平成30年7月8日 ワタカのいる小水路


■琵琶湖淀川水系固有種のワタカというコイ科の魚がいます。かつて圃場整備が進んでいなかった時代に、雨による水位上昇で琵琶湖の水かさが増した時に、水陸移行帯である田んぼに入り込んで稲を荒らす害魚でもありました。草食に偏った雑食性で、水草や水に浸かってしまった陸生植物まで好んで食べます。

■梅雨から梅雨明けのこの時期に彦根のとある小水路に、このワタカがなぜか集まってくるのですが、おそらく産卵のためだと思います。この3日間の台風と梅雨前線の停滞によって、滋賀県を含む西日本各地が水害に見舞われてしまいましたが、この水路では水位上昇により、陸生植物が冠水し、その浅場にたくさんのワタカが群れになって乗り上げるように泳いでいました。

■産卵していたかどうかはわかりませんが、かつてこの時期に「魚島」となって沿岸へ押し寄せていたといわれていた頃をほうふつとさせる風景が展開されていました。

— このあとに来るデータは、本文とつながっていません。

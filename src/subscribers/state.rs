//! # Stateful subscriber tracking each stream's lifecycle state.
//!
//! [`StateTracker`] folds runtime events into a per-stream [`StreamState`].
//! The fleet uses it during graceful shutdown to name the streams that did
//! not stop within the grace period; embedders can query it for a live
//! status view.
//!
//! ```text
//! StreamStarting    → Running
//! StreamStalled     → Stalled
//! RelayExited       → Probing
//! SourceUnreachable → Probing   (protocol re-entry scheduled)
//! SourceReachable   → Running   (immediately restarted)
//! RetriesExhausted  → Abandoned (terminal)
//! StreamStopped     → removed
//! ```

use std::collections::HashMap;
use std::sync::Arc;

use async_trait::async_trait;
use tokio::sync::Mutex;

use crate::events::{Event, EventKind};

use super::Subscribe;

/// Lifecycle state of one supervised stream, derived from events.
#[derive(Clone, Copy, Debug, PartialEq, Eq)]
pub enum StreamState {
    /// Relay is live (or about to be restarted without delay).
    Running,
    /// Stall detector fired; restart protocol entered.
    Stalled,
    /// Restart protocol is probing the source (possibly between delayed
    /// attempts).
    Probing,
    /// Retry ceiling reached; supervisor is inert for this stream.
    Abandoned,
}

/// Tracks the current state of every supervised stream.
///
/// Cloneable; clones share the same internal map.
#[derive(Clone, Default)]
pub struct StateTracker {
    inner: Arc<Mutex<HashMap<String, StreamState>>>,
}

impl StateTracker {
    /// Creates a new, empty tracker.
    pub fn new() -> Self {
        Self::default()
    }

    /// Returns a snapshot of stream states.
    pub async fn snapshot(&self) -> HashMap<String, StreamState> {
        self.inner.lock().await.clone()
    }

    /// Returns the names of streams that are neither stopped nor abandoned.
    ///
    /// Used for the stuck-stream report when the shutdown grace period is
    /// exceeded.
    pub async fn active(&self) -> Vec<String> {
        let map = self.inner.lock().await;
        let mut names: Vec<String> = map
            .iter()
            .filter(|(_, state)| **state != StreamState::Abandoned)
            .map(|(name, _)| name.clone())
            .collect();
        names.sort_unstable();
        names
    }
}

#[async_trait]
impl Subscribe for StateTracker {
    async fn on_event(&self, event: &Event) {
        let Some(name) = event.stream.as_deref() else {
            return;
        };
        let next = match event.kind {
            EventKind::StreamStarting | EventKind::SourceReachable => StreamState::Running,
            EventKind::StreamStalled => StreamState::Stalled,
            EventKind::RelayExited | EventKind::SourceUnreachable => StreamState::Probing,
            EventKind::RetriesExhausted => StreamState::Abandoned,
            EventKind::StreamStopped => {
                self.inner.lock().await.remove(name);
                return;
            }
            _ => return,
        };
        self.inner.lock().await.insert(name.to_string(), next);
    }

    fn name(&self) -> &'static str {
        "state"
    }
}

#[cfg(test)]
mod tests {
    use super::*;

    #[tokio::test]
    async fn folds_events_into_states() {
        let tracker = StateTracker::new();

        tracker
            .on_event(&Event::now(EventKind::StreamStarting).with_stream("cam-1"))
            .await;
        tracker
            .on_event(&Event::now(EventKind::StreamStalled).with_stream("cam-1"))
            .await;
        assert_eq!(
            tracker.snapshot().await.get("cam-1"),
            Some(&StreamState::Stalled)
        );

        tracker
            .on_event(&Event::now(EventKind::RetriesExhausted).with_stream("cam-1"))
            .await;
        assert_eq!(
            tracker.snapshot().await.get("cam-1"),
            Some(&StreamState::Abandoned)
        );
        // Abandoned streams are terminal, not stuck.
        assert!(tracker.active().await.is_empty());
    }

    #[tokio::test]
    async fn stopped_streams_are_removed() {
        let tracker = StateTracker::new();
        tracker
            .on_event(&Event::now(EventKind::StreamStarting).with_stream("cam-2"))
            .await;
        assert_eq!(tracker.active().await, vec!["cam-2".to_string()]);

        tracker
            .on_event(&Event::now(EventKind::StreamStopped).with_stream("cam-2"))
            .await;
        assert!(tracker.snapshot().await.is_empty());
    }
}
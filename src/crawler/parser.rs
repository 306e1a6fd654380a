//! HTML link extraction
//!
//! Outlinks are collected from every element that references another
//! resource: anchors and image-map areas, `<link>` elements, images, frames
//! and scripts. The extraction result is the set of distinct absolute
//! http(s) URLs, in document order.

use scraper::{Html, Selector};
use std::collections::HashSet;
use url::Url;

/// Attribute-bearing elements that reference other resources
const LINK_SOURCES: &[(&str, &str)] = &[
    ("a[href]", "href"),
    ("area[href]", "href"),
    ("link[href]", "href"),
    ("img[src]", "src"),
    ("iframe[src]", "src"),
    ("frame[src]", "src"),
    ("script[src]", "src"),
];

/// Extracts outlinks from a page body
pub trait LinkExtractor: Send + Sync {
    /// Returns the distinct absolute URLs referenced by `html`
    fn extract_links(&self, html: &str, base: &Url) -> Vec<Url>;
}

/// scraper-based extractor used by default
#[derive(Debug, Clone, Copy, Default)]
pub struct HtmlLinkExtractor;

impl LinkExtractor for HtmlLinkExtractor {
    fn extract_links(&self, html: &str, base: &Url) -> Vec<Url> {
        let document = Html::parse_document(html);
        let base = document_base(&document, base);

        let mut seen = HashSet::new();
        let mut links = Vec::new();

        for (selector, attr) in LINK_SOURCES {
            let Ok(selector) = Selector::parse(selector) else {
                continue;
            };
            for element in document.select(&selector) {
                let Some(value) = element.value().attr(attr) else {
                    continue;
                };
                if let Some(url) = resolve_link(value, &base) {
                    if seen.insert(url.as_str().to_string()) {
                        links.push(url);
                    }
                }
            }
        }

        links
    }
}

/// Honors `<base href>` when present and resolvable
fn document_base(document: &Html, page_url: &Url) -> Url {
    Selector::parse("base[href]")
        .ok()
        .and_then(|selector| {
            document
                .select(&selector)
                .next()
                .and_then(|el| el.value().attr("href"))
                .and_then(|href| page_url.join(href.trim()).ok())
        })
        .unwrap_or_else(|| page_url.clone())
}

/// Resolves an attribute value to an absolute http(s) URL
///
/// Returns None for empty values, fragment-only references, pseudo-schemes
/// (`javascript:`, `mailto:`, `tel:`, `data:`) and anything that does not
/// resolve to http or https.
fn resolve_link(href: &str, base: &Url) -> Option<Url> {
    let href = href.trim();
    if href.is_empty() || href.starts_with('#') {
        return None;
    }

    let lower = href.to_ascii_lowercase();
    if ["javascript:", "mailto:", "tel:", "data:"]
        .iter()
        .any(|scheme| lower.starts_with(scheme))
    {
        return None;
    }

    let mut url = base.join(href).ok()?;
    if url.scheme() != "http" && url.scheme() != "https" {
        return None;
    }
    url.set_fragment(None);
    Some(url)
}
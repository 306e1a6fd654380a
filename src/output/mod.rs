//! Output module: statistics collection and reporting
//!
//! - `stats`: concurrent fetch/visit/url tables and their snapshot
//! - `records`: CSV record streams, written after a crawl and read back for `--report-only`
//! - `report`: aggregated text report
//! - `traits`: `OutputHandler` and `OutputError`

mod records;
mod report;
mod stats;
mod traits;

pub use records::{read_snapshot, CsvRecordWriter, RecordFiles};
pub use report::{report_path, size_bucket, CrawlReport, ReportHeader, ReportWriter, SIZE_BUCKETS};
pub use stats::{CrawlStatsSnapshot, FetchRecord, StatsAggregator, UrlScopeRecord, VisitRecord};
pub use traits::{emit_all, OutputError, OutputHandler, OutputResult};
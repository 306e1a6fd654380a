use crate::config::types::Config;
use crate::config::validation::validate;
use crate::ConfigError;
use sha2::{Digest, Sha256};
use std::path::Path;

/// Loads and parses a configuration file from the given path
///
/// # Arguments
///
/// * `path` - Path to the TOML configuration file
///
/// # Returns
///
/// * `Ok(Config)` - Successfully loaded and validated configuration
/// * `Err(ConfigError)` - Failed to load, parse, or validate the configuration
///
/// # Example
///
/// ```no_run
/// use std::path::Path;
/// use tidemark::config::load_config;
///
/// let config = load_config(Path::new("crawl.toml")).unwrap();
/// println!("Workers: {}", config.crawler.worker_count);
/// ```
pub fn load_config(path: &Path) -> Result<Config, ConfigError> {
    let content = std::fs::read_to_string(path)?;
    parse_config(&content)
}

/// Parses and validates configuration from TOML text
pub fn parse_config(content: &str) -> Result<Config, ConfigError> {
    let config: Config = toml::from_str(content)?;
    validate(&config)?;
    Ok(config)
}

/// Computes a SHA-256 hash of the configuration file content
///
/// The hash is printed in the crawl report so a report can be tied back to the
/// exact configuration that produced it.
pub fn compute_config_hash(path: &Path) -> Result<String, ConfigError> {
    let content = std::fs::read_to_string(path)?;
    let mut hasher = Sha256::new();
    hasher.update(content.as_bytes());
    Ok(hex::encode(hasher.finalize()))
}

/// Loads a configuration and returns both the config and its hash
pub fn load_config_with_hash(path: &Path) -> Result<(Config, String), ConfigError> {
    let config = load_config(path)?;
    let hash = compute_config_hash(path)?;
    Ok((config, hash))
}
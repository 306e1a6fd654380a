use crate::crawler::{PolitenessScheduler, RobotsFetcher};
use crate::robots::{CachedRobots, ParsedRobots};
use crate::state::HostStateTable;
use crate::url::{host_key, robots_url};
use std::sync::Arc;
use url::Url;

/// Answers whether a URL may be fetched under its host's robots.txt
///
/// The policy for a host is fetched on first reference, through the politeness
/// scheduler, and cached in the host's state for the rest of the run. Concurrent
/// first references share one fetch. Any failure to obtain robots.txt allows
/// the whole host.
pub struct RobotsFilter {
    hosts: Arc<HostStateTable>,
    scheduler: Arc<PolitenessScheduler>,
    fetcher: Arc<dyn RobotsFetcher>,
    agent: String,
}

impl RobotsFilter {
    /// Creates a filter
    ///
    /// # Arguments
    ///
    /// * `hosts` - Host state table holding the cached policies
    /// * `scheduler` - Politeness scheduler the robots.txt request goes through
    /// * `fetcher` - Transport used to retrieve robots.txt
    /// * `agent` - Product token matched against `User-agent` groups
    pub fn new(
        hosts: Arc<HostStateTable>,
        scheduler: Arc<PolitenessScheduler>,
        fetcher: Arc<dyn RobotsFetcher>,
        agent: impl Into<String>,
    ) -> Self {
        Self {
            hosts,
            scheduler,
            fetcher,
            agent: agent.into(),
        }
    }

    /// Checks whether `url` is allowed, fetching its host's policy if needed
    pub async fn is_allowed(&self, url: &Url) -> bool {
        let Some(host) = host_key(url) else {
            return true;
        };

        let robots = self.policy_for(&host, url).await;
        let allowed = robots.is_allowed(url.as_str(), &self.agent);
        if !allowed {
            tracing::debug!("Disallowed by robots.txt: {}", url);
        }
        allowed
    }

    /// Returns the cached policy for `host`, fetching it once
    pub async fn policy_for(&self, host: &str, url: &Url) -> CachedRobots {
        let state = self.hosts.get_or_create(host);
        state
            .robots
            .get_or_init(|| async {
                let Some(location) = robots_url(url) else {
                    return CachedRobots::new(ParsedRobots::allow_all());
                };

                self.scheduler.acquire(host).await;
                let policy = match self.fetcher.fetch_robots(&location).await {
                    Some(policy) if policy.is_allow_all() => {
                        tracing::debug!("Empty robots.txt for {}, allowing all", host);
                        policy
                    }
                    Some(policy) => {
                        tracing::debug!("Fetched robots.txt for {}", host);
                        policy
                    }
                    None => {
                        tracing::debug!("No usable robots.txt for {}, allowing all", host);
                        ParsedRobots::allow_all()
                    }
                };
                CachedRobots::new(policy)
            })
            .await
            .clone()
    }
}
use rand::Rng;
use serde::Deserialize;
use std::time::Duration;

/// Main configuration structure for Tidemark
#[derive(Debug, Clone, Deserialize)]
pub struct Config {
    pub crawler: CrawlerConfig,
    #[serde(rename = "user-agent")]
    pub user_agent: UserAgentConfig,
    pub scope: ScopeConfig,
    pub output: OutputConfig,
}

/// Crawler behavior configuration
#[derive(Debug, Clone, Deserialize)]
pub struct CrawlerConfig {
    /// Maximum number of pages dequeued from the frontier in one run
    #[serde(rename = "max-pages")]
    pub max_pages: usize,

    /// Maximum depth to crawl from seed URLs (seeds are depth 0)
    #[serde(rename = "max-depth")]
    pub max_depth: u32,

    /// Number of concurrent fetch workers
    #[serde(rename = "worker-count")]
    pub worker_count: usize,

    /// Minimum time between requests to the same host (milliseconds)
    #[serde(rename = "politeness-delay-ms")]
    pub politeness_delay_ms: PolitenessDelay,

    /// Whether non-HTML documents (images, PDFs, Word files) produce visit records
    #[serde(rename = "include-binary-content", default = "default_true")]
    pub include_binary_content: bool,

    /// Per-request timeout (seconds)
    #[serde(rename = "request-timeout-secs", default = "default_request_timeout")]
    pub request_timeout_secs: u64,

    /// Optional deadline for the whole crawl (seconds)
    #[serde(rename = "crawl-timeout-secs", default)]
    pub crawl_timeout_secs: Option<u64>,

    /// Raise per-host spacing to the robots.txt Crawl-delay when it is larger
    #[serde(rename = "honor-crawl-delay", default)]
    pub honor_crawl_delay: bool,
}

/// Politeness delay, either fixed or drawn once per run from a range
#[derive(Debug, Clone, Copy, PartialEq, Eq, Deserialize)]
#[serde(untagged)]
pub enum PolitenessDelay {
    Fixed(u64),
    Range { min: u64, max: u64 },
}

impl PolitenessDelay {
    /// Resolves the delay for a crawl run
    ///
    /// A range is sampled once; every request in the run then uses the same value.
    pub fn resolve(&self) -> Duration {
        match *self {
            Self::Fixed(ms) => Duration::from_millis(ms),
            Self::Range { min, max } if min >= max => Duration::from_millis(min),
            Self::Range { min, max } => {
                Duration::from_millis(rand::thread_rng().gen_range(min..=max))
            }
        }
    }
}

/// User agent identification configuration
#[derive(Debug, Clone, Deserialize)]
pub struct UserAgentConfig {
    /// Name of the crawler (also the robots.txt product token)
    #[serde(rename = "crawler-name")]
    pub crawler_name: String,

    /// Version of the crawler
    #[serde(rename = "crawler-version")]
    pub crawler_version: String,

    /// URL with information about the crawler
    #[serde(rename = "contact-url")]
    pub contact_url: String,

    /// Email address for crawler-related contact
    #[serde(rename = "contact-email")]
    pub contact_email: String,
}

impl UserAgentConfig {
    /// Formats the full User-Agent header value
    ///
    /// Format: `CrawlerName/Version (+ContactURL; ContactEmail)`
    pub fn header_value(&self) -> String {
        format!(
            "{}/{} (+{}; {})",
            self.crawler_name, self.crawler_version, self.contact_url, self.contact_email
        )
    }
}

/// Crawl scope: where to start and what may be fetched
#[derive(Debug, Clone, Deserialize)]
pub struct ScopeConfig {
    /// Seed URLs, enqueued at depth 0
    pub seeds: Vec<String>,

    /// Domain allow-list; a host matches a domain or any subdomain of it
    #[serde(rename = "allowed-domains")]
    pub allowed_domains: Vec<String>,

    /// File extensions never fetched (matched against the URL path)
    #[serde(rename = "excluded-extensions", default = "default_excluded_extensions")]
    pub excluded_extensions: Vec<String>,
}

/// Output configuration
#[derive(Debug, Clone, Deserialize)]
pub struct OutputConfig {
    /// Directory receiving the CSV record streams and the text report
    pub directory: String,

    /// Label used in output file names, e.g. `fetch_<label>.csv`
    #[serde(rename = "site-label")]
    pub site_label: String,
}

fn default_true() -> bool {
    true
}

fn default_request_timeout() -> u64 {
    30
}

/// Extensions excluded from fetching when the config does not list any
pub fn default_excluded_extensions() -> Vec<String> {
    [".css", ".js", ".json", ".mp3", ".zip", ".gz"]
        .iter()
        .map(|s| s.to_string())
        .collect()
}
//! Output handler trait and error types

use crate::output::CrawlStatsSnapshot;
use thiserror::Error;

/// Errors that can occur during output operations
#[derive(Debug, Error)]
pub enum OutputError {
    #[error("Malformed record in {file}: {message}")]
    Format { file: String, message: String },

    #[error("CSV error: {0}")]
    Csv(#[from] csv::Error),

    #[error("IO error: {0}")]
    Io(#[from] std::io::Error),
}

/// Result type for output operations
pub type OutputResult<T> = Result<T, OutputError>;

/// Consumes the final statistics of a crawl
///
/// Handlers run after the worker pool has joined, so they see a complete,
/// immutable snapshot.
pub trait OutputHandler {
    /// Short name used in log lines
    fn name(&self) -> &str;

    /// Writes the snapshot to the handler's destination
    fn emit(&self, snapshot: &CrawlStatsSnapshot) -> OutputResult<()>;
}

/// Runs every handler in order, stopping at the first failure
pub fn emit_all(handlers: &[&dyn OutputHandler], snapshot: &CrawlStatsSnapshot) -> OutputResult<()> {
    for handler in handlers {
        handler.emit(snapshot)?;
        tracing::debug!("Output handler '{}' finished", handler.name());
    }
    Ok(())
}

■かつては邪魔になる程いたこの魚も、今では西の湖など一部の内湖で細々と生き延びているだけになってしまいました。この水路では大きな個体ばかりで稚魚や若魚は見られません。たとえ、卵を産んでもブルーギルや、春に産卵期を迎えてすでに成長したオオクチバス稚魚が周りにたくさんいるなかでは、ワタカの稚魚が生き残るのはかなり低い確率でしょう。彦根城のお堀ではかつて水草対策にワタカを放流したと聞いたことがあります。今見ている大きなワタカ(30cm位か)も放流由来かもしれません。

■水面がざわついている。


■原因はこれ。


■ワタカの群れです。


■普段は土手の部分が冠水して、そこへ入り込んでいる。


■30cmくらいはありそうです。





■頭のすぐ後ろの背中が盛り上がっているのが特徴


■草を食べるので馬魚ともいわれる。


■水質が悪そうなところでも平気で泳いでいることがあります。かつて、琵琶湖南部の内湖に流れ込む市街地の三面張りの水路に浮かんでいたヘドロのようなものをついばんでいるのを見たことがあります。


■側面から見ると銀色をしている。


■表層を群れで泳いでいることが多い。


■背びれが水面に出そう。


■かつてはこんな感じで田んぼにも入り込んでいたのでしょう。





■肉厚の立派な体形


■最後にコイもお出まし。ずんぐりとしているので、在来ではなさそう。手前にはブルーギル。